Of course, things that are legal can still be disapproved of. What I am arguing is that equal respect for persons requires equal conditions of liberty. But it does not require equal personal approval of all religious practices. Legality is not approval. Many things are legal that most of us would consider deplorable: unkindness, stinginess, intemperance, incivility, narcissism.
And in a society based upon equal respect for persons, people with one religious or secular view remain perfectly free to disapprove of some religious practices, or even of all of them and of religion itself. Respect is for the person, and is fully compatible with intensely disliking many things that many people do. So in a society dedicated to equal liberty people remain perfectly free to think and to say that the Burqa is an objectionable garment because of the way in which it symbolizes the objectification of women. Still, such a person ought at least to think about consistency, and I think a duty of civility suggests that she ought at least to try very hard to understand. One should listen to what women who wear the Burqa say they think it means before opining.
In general, we needn't approve of the forms of dress that others choose, or of any specific religious observance.
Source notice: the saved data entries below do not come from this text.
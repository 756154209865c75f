//! Confines request paths to the configured storage roots.

use axum::http::StatusCode;
use std::ffi::OsString;
use std::io;
use std::path::{Component, Path, PathBuf};
use thiserror::Error;

#[derive(Debug, Error)]
pub enum PathError {
    #[error("{field} cannot be empty")]
    Empty { field: &'static str },

    #[error("{field} must not contain '..'")]
    ParentComponent { field: &'static str },

    #[error("{field} must be inside {root}")]
    OutsideRoot { field: &'static str, root: String },

    #[error("Storage root {root} is unavailable: {source}")]
    RootUnavailable {
        root: String,
        #[source]
        source: io::Error,
    },
}

impl PathError {
    pub fn status(&self) -> StatusCode {
        match self {
            PathError::RootUnavailable { .. } => StatusCode::INTERNAL_SERVER_ERROR,
            _ => StatusCode::BAD_REQUEST,
        }
    }
}

/// Resolves `requested` against `root` and checks the result stays inside it.
///
/// Relative paths are taken from the root. Symlinks along the existing part of
/// the path are followed, so a link pointing out of the root is rejected too.
/// The returned path is absolute.
pub async fn confine(
    root: &Path,
    requested: &str,
    field: &'static str,
) -> Result<PathBuf, PathError> {
    if requested.trim().is_empty() {
        return Err(PathError::Empty { field });
    }

    let requested = Path::new(requested);
    if requested
        .components()
        .any(|c| matches!(c, Component::ParentDir))
    {
        return Err(PathError::ParentComponent { field });
    }

    let root = tokio::fs::canonicalize(root)
        .await
        .map_err(|source| PathError::RootUnavailable {
            root: root.display().to_string(),
            source,
        })?;

    let joined = if requested.is_absolute() {
        requested.to_path_buf()
    } else {
        root.join(requested)
    };
    let resolved = resolve_existing(&joined).await;

    if resolved == root || !resolved.starts_with(&root) {
        return Err(PathError::OutsideRoot {
            field,
            root: root.display().to_string(),
        });
    }
    Ok(resolved)
}

/// Canonicalizes the deepest existing ancestor of `path` and re-appends the rest.
async fn resolve_existing(path: &Path) -> PathBuf {
    let mut existing = path;
    let mut missing: Vec<OsString> = Vec::new();
    loop {
        if let Ok(real) = tokio::fs::canonicalize(existing).await {
            return missing.iter().rev().fold(real, |acc, name| acc.join(name));
        }
        match (existing.parent(), existing.file_name()) {
            (Some(parent), Some(name)) => {
                missing.push(name.to_os_string());
                existing = parent;
            }
            _ => return path.to_path_buf(),
        }
    }
}
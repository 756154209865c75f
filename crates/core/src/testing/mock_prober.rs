//! Mock media prober for testing.

use async_trait::async_trait;
use std::collections::HashMap;
use std::path::{Path, PathBuf};
use std::sync::Arc;
use tokio::sync::RwLock;

use crate::transcode::{MediaProber, RawContainerInfo, TranscodeError};

/// Mock implementation of the MediaProber trait.
///
/// Inputs are usually registered by path. Encoder outputs land on staged
/// paths that are not known in advance, so unregistered paths fall back to
/// the configured output info; with none configured the probe fails.
#[derive(Debug, Clone, Default)]
pub struct MockMediaProber {
    results: Arc<RwLock<HashMap<PathBuf, RawContainerInfo>>>,
    output_info: Arc<RwLock<Option<RawContainerInfo>>>,
    probed: Arc<RwLock<Vec<PathBuf>>>,
}

impl MockMediaProber {
    /// Create a new mock prober.
    pub fn new() -> Self {
        Self::default()
    }

    /// Set a probe result for a specific path.
    pub async fn set_probe_result(&self, path: impl AsRef<Path>, info: RawContainerInfo) {
        self.results
            .write()
            .await
            .insert(path.as_ref().to_path_buf(), info);
    }

    /// Result for any path without a specific entry.
    pub async fn set_output_info(&self, info: RawContainerInfo) {
        *self.output_info.write().await = Some(info);
    }

    /// Paths probed so far, in order.
    pub async fn probed_paths(&self) -> Vec<PathBuf> {
        self.probed.read().await.clone()
    }
}

#[async_trait]
impl MediaProber for MockMediaProber {
    async fn probe(&self, path: &Path) -> Result<RawContainerInfo, TranscodeError> {
        self.probed.write().await.push(path.to_path_buf());

        if let Some(info) = self.results.read().await.get(path) {
            return Ok(RawContainerInfo {
                path: path.to_path_buf(),
                ..info.clone()
            });
        }

        match self.output_info.read().await.as_ref() {
            Some(info) => Ok(RawContainerInfo {
                path: path.to_path_buf(),
                ..info.clone()
            }),
            None => Err(TranscodeError::probe_failed(format!(
                "ffprobe failed: {}: Invalid data found when processing input",
                path.display()
            ))),
        }
    }
}
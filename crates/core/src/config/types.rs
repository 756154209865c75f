use serde::{Deserialize, Serialize};
use std::net::IpAddr;
use std::path::PathBuf;

use crate::transcode::{TranscoderConfig, VideoProcessingConfig};

/// Root configuration
#[derive(Debug, Clone, Default, Deserialize, Serialize)]
pub struct Config {
    #[serde(default)]
    pub server: ServerConfig,
    #[serde(default)]
    pub logging: LoggingConfig,
    #[serde(default)]
    pub transcoder: TranscoderConfig,
    #[serde(default)]
    pub processing: VideoProcessingConfig,
    #[serde(default)]
    pub jobs: JobsConfig,
    #[serde(default)]
    pub storage: StorageConfig,
}

/// Server configuration
#[derive(Debug, Clone, Deserialize, Serialize)]
pub struct ServerConfig {
    #[serde(default = "default_host")]
    pub host: IpAddr,
    #[serde(default = "default_port")]
    pub port: u16,
}

impl Default for ServerConfig {
    fn default() -> Self {
        Self {
            host: default_host(),
            port: default_port(),
        }
    }
}

fn default_host() -> IpAddr {
    IpAddr::from([127, 0, 0, 1])
}

fn default_port() -> u16 {
    8080
}

/// Log output format
#[derive(Debug, Clone, Copy, Default, PartialEq, Eq, Deserialize, Serialize)]
#[serde(rename_all = "lowercase")]
pub enum LogFormat {
    #[default]
    Pretty,
    Json,
}

/// Logging configuration
///
/// `RUST_LOG`, when set, takes precedence over `level`.
#[derive(Debug, Clone, Deserialize, Serialize)]
pub struct LoggingConfig {
    #[serde(default = "default_log_level")]
    pub level: String,
    #[serde(default)]
    pub format: LogFormat,
}

impl Default for LoggingConfig {
    fn default() -> Self {
        Self {
            level: default_log_level(),
            format: LogFormat::default(),
        }
    }
}

fn default_log_level() -> String {
    "info".to_string()
}

/// Background job configuration
#[derive(Debug, Clone, Deserialize, Serialize)]
pub struct JobsConfig {
    /// Processing runs allowed at once; further jobs wait in `Queued`.
    #[serde(default = "default_max_parallel_jobs")]
    pub max_parallel_jobs: usize,
    /// Finished jobs kept for lookup; the oldest are dropped beyond this.
    #[serde(default = "default_max_retained_jobs")]
    pub max_retained_jobs: usize,
    /// Seconds a finished job stays visible.
    #[serde(default = "default_retention_secs")]
    pub retention_secs: u64,
}

impl Default for JobsConfig {
    fn default() -> Self {
        Self {
            max_parallel_jobs: default_max_parallel_jobs(),
            max_retained_jobs: default_max_retained_jobs(),
            retention_secs: default_retention_secs(),
        }
    }
}

fn default_max_parallel_jobs() -> usize {
    2
}

fn default_max_retained_jobs() -> usize {
    1000
}

fn default_retention_secs() -> u64 {
    24 * 60 * 60
}

/// Directories the HTTP API may read from and write to
///
/// Request paths are resolved against these roots and must stay inside them.
#[derive(Debug, Clone, Deserialize, Serialize)]
pub struct StorageConfig {
    #[serde(default = "default_input_root")]
    pub input_root: PathBuf,
    #[serde(default = "default_output_root")]
    pub output_root: PathBuf,
}

impl Default for StorageConfig {
    fn default() -> Self {
        Self {
            input_root: default_input_root(),
            output_root: default_output_root(),
        }
    }
}

fn default_input_root() -> PathBuf {
    PathBuf::from("data/uploads")
}

fn default_output_root() -> PathBuf {
    PathBuf::from("data/media")
}
use tracing::info;

use crate::activity::{ActivityFeatures, add_matches_played_and_won_features};
use crate::config::FeatureConfig;
use crate::elo::{EloConfig, EloFeatures, EloTracker, add_elo_rating_feature};
use crate::error::FeatureError;
use crate::odds::fill_missing_odds;
use crate::progress::log_progress;
use crate::record::MatchRecord;
use crate::streak::{StreakFeatures, add_injuries_and_winning_streak_features};

/// Names of the appended columns, in output order.
pub const FEATURE_COLUMNS: [&str; 10] = [
    "EloRating0",
    "EloRating1",
    "MatchesPlayed0",
    "MatchesPlayed1",
    "MatchesWon0",
    "MatchesWon1",
    "Injuries0",
    "Injuries1",
    "WinningStreak0",
    "WinningStreak1",
];

#[derive(Debug, Clone, Copy)]
pub struct FeatureInput<'a> {
    /// Modeled rows, chronological.
    pub matches: &'a [MatchRecord],
    /// The year before the modeled range; seeds state only.
    pub year_zero: &'a [MatchRecord],
    /// Calendar years to aggregate, year zero included.
    pub years: &'a [i32],
}

#[derive(Debug, Clone, PartialEq)]
pub struct FeaturedMatch {
    pub record: MatchRecord,
    pub elo: EloFeatures,
    pub activity: ActivityFeatures,
    pub streak: StreakFeatures,
}

impl FeaturedMatch {
    /// Feature values in `FEATURE_COLUMNS` order.
    pub fn feature_values(&self) -> [f64; 10] {
        [
            self.elo.elo_rating0,
            self.elo.elo_rating1,
            self.activity.matches_played0,
            self.activity.matches_played1,
            self.activity.matches_won0,
            self.activity.matches_won1,
            self.streak.injuries0,
            self.streak.injuries1,
            self.streak.winning_streak0,
            self.streak.winning_streak1,
        ]
    }
}

#[derive(Debug, Clone)]
pub struct FeatureTable {
    pub rows: Vec<FeaturedMatch>,
    pub k_factor: f64,
    pub odds_filled: usize,
    pub odds_unresolved: usize,
}

/// Fills missing odds, then runs the three trackers concurrently over the filled rows.
///
/// Any hard failure in one tracker fails the whole table.
pub fn build_feature_table(
    input: FeatureInput<'_>,
    cfg: &FeatureConfig,
) -> Result<FeatureTable, FeatureError> {
    if input.years.is_empty() {
        return Err(FeatureError::EmptyYears);
    }

    let odds = fill_missing_odds(input.matches, cfg.odds_window());
    let matches = odds.records.as_slice();
    let k_factor = EloTracker::for_matches(matches, cfg.elo()).k_factor();
    let elo_cfg = EloConfig {
        k_factor: Some(k_factor),
        ..cfg.elo()
    };
    let streak_cfg = cfg.streak();

    let (elo, (activity, streak)) = rayon::join(
        || add_elo_rating_feature(matches, elo_cfg, log_progress),
        || {
            rayon::join(
                || {
                    add_matches_played_and_won_features(
                        matches,
                        input.year_zero,
                        input.years,
                        log_progress,
                    )
                },
                || {
                    add_injuries_and_winning_streak_features(
                        matches,
                        input.year_zero,
                        &streak_cfg,
                        log_progress,
                    )
                },
            )
        },
    );
    let (elo, activity, streak) = (elo?, activity?, streak?);

    let rows = odds
        .records
        .into_iter()
        .zip(elo)
        .zip(activity)
        .zip(streak)
        .map(|(((record, elo), activity), streak)| FeaturedMatch {
            record,
            elo,
            activity,
            streak,
        })
        .collect::<Vec<_>>();

    info!(rows = rows.len(), k = k_factor, "feature table built");
    Ok(FeatureTable {
        rows,
        k_factor,
        odds_filled: odds.filled,
        odds_unresolved: odds.unresolved,
    })
}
We may judge other people's choices ridiculous, or revolting, or even hateful. I do think that one should try to understand first before coming to such a judgment, and I think that in most cases one should not give one's opinion about the way a person is dressed unless someone has asked for it.
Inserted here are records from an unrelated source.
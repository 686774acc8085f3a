use std::path::PathBuf;

use anyhow::{Context, Result, anyhow};
use tracing::info;
use tracing_subscriber::EnvFilter;

use match_features::dataset;
use match_features::{FeatureConfig, FeatureInput, build_feature_table};

fn main() -> Result<()> {
    let _ = dotenvy::from_filename(".env.local");
    let _ = dotenvy::from_filename(".env");
    init_logging();

    let args = std::env::args().skip(1).collect::<Vec<_>>();
    let input = arg_value(&args, "--input")
        .map(PathBuf::from)
        .context("missing --input <csv>")?;
    let output = arg_value(&args, "--output")
        .map(PathBuf::from)
        .context("missing --output <csv>")?;
    let xlsx = arg_value(&args, "--xlsx").map(PathBuf::from);

    let cfg = match arg_value(&args, "--config") {
        Some(path) => FeatureConfig::load_json(&PathBuf::from(path))?.with_env_overrides(),
        None => FeatureConfig::from_env(),
    };

    let mut records = dataset::load_matches(&input)?;
    // Stable, so same-day rows keep their file order.
    records.sort_by_key(|m| m.date);

    let earliest = dataset::earliest_year(&records)
        .ok_or_else(|| anyhow!("no matches in {}", input.display()))?;
    let first_year = match arg_value(&args, "--first-year") {
        Some(raw) => raw
            .trim()
            .parse::<i32>()
            .with_context(|| format!("invalid --first-year {raw}"))?,
        None => earliest + 1,
    };
    let last_year = dataset::latest_year(&records).unwrap_or(first_year);
    if last_year < first_year {
        return Err(anyhow!(
            "no matches on or after {first_year} (latest year is {last_year})"
        ));
    }

    let (year_zero, matches) = dataset::split_year_zero(records, first_year);
    let years = dataset::years_between(first_year - 1, last_year);
    info!(
        warmup_rows = year_zero.len(),
        rows = matches.len(),
        first_year,
        last_year,
        "dataset split"
    );

    let table = build_feature_table(
        FeatureInput {
            matches: &matches,
            year_zero: &year_zero,
            years: &years,
        },
        &cfg,
    )?;

    let rows = dataset::table_rows(&table);
    dataset::write_csv(&output, &rows)?;
    if let Some(path) = &xlsx {
        dataset::write_xlsx(path, &rows)?;
    }

    println!("Feature table complete");
    println!("Rows: {}", table.rows.len());
    println!("Warm-up rows: {}", year_zero.len());
    println!("Years: {}..={}", first_year, last_year);
    println!("K-factor: {}", table.k_factor);
    println!(
        "Odds filled: {} (unresolved {})",
        table.odds_filled, table.odds_unresolved
    );
    println!("CSV: {}", output.display());
    if let Some(path) = xlsx {
        println!("XLSX: {}", path.display());
    }

    Ok(())
}

fn init_logging() {
    let filter = EnvFilter::try_from_default_env().unwrap_or_else(|_| EnvFilter::new("info"));
    let _ = tracing_subscriber::fmt()
        .with_env_filter(filter)
        .with_target(false)
        .with_writer(std::io::stderr)
        .try_init();
}

/// Value of `--flag value` or `--flag=value`.
fn arg_value(args: &[String], flag: &str) -> Option<String> {
    let prefix = format!("{flag}=");
    for (idx, arg) in args.iter().enumerate() {
        if let Some(raw) = arg.strip_prefix(&prefix) {
            let trimmed = raw.trim();
            if !trimmed.is_empty() {
                return Some(trimmed.to_string());
            }
        }
        if arg == flag
            && let Some(next) = args.get(idx + 1)
            && !next.trim().is_empty()
        {
            return Some(next.trim().to_string());
        }
    }
    None
}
But, of course, any religious ceremony that expresses hatred for another group (a racist religion, say) is deeply objectionable, and one can certainly protest that, as usually happens when the Ku Klux Klan puts on a show somewhere these days. That white hooded garment is plausibly seen as a symbol of racism, and though it would be wrong, I think, to make it illegal, it is permissible to criticize it.
Myself, I think that a Burqa is not a symbol of hatred, and thus not something that it would be reasonable to find deeply hateful. It is more like the boys and their tzizit, something I may feel out of tune with, but which it is probably nosy to denounce unless a friend has asked my opinion. Still, if someone else wants to say that it is deeply objectionable, and that she does not respect it, that does not in any way disagree with the principles I am defending here.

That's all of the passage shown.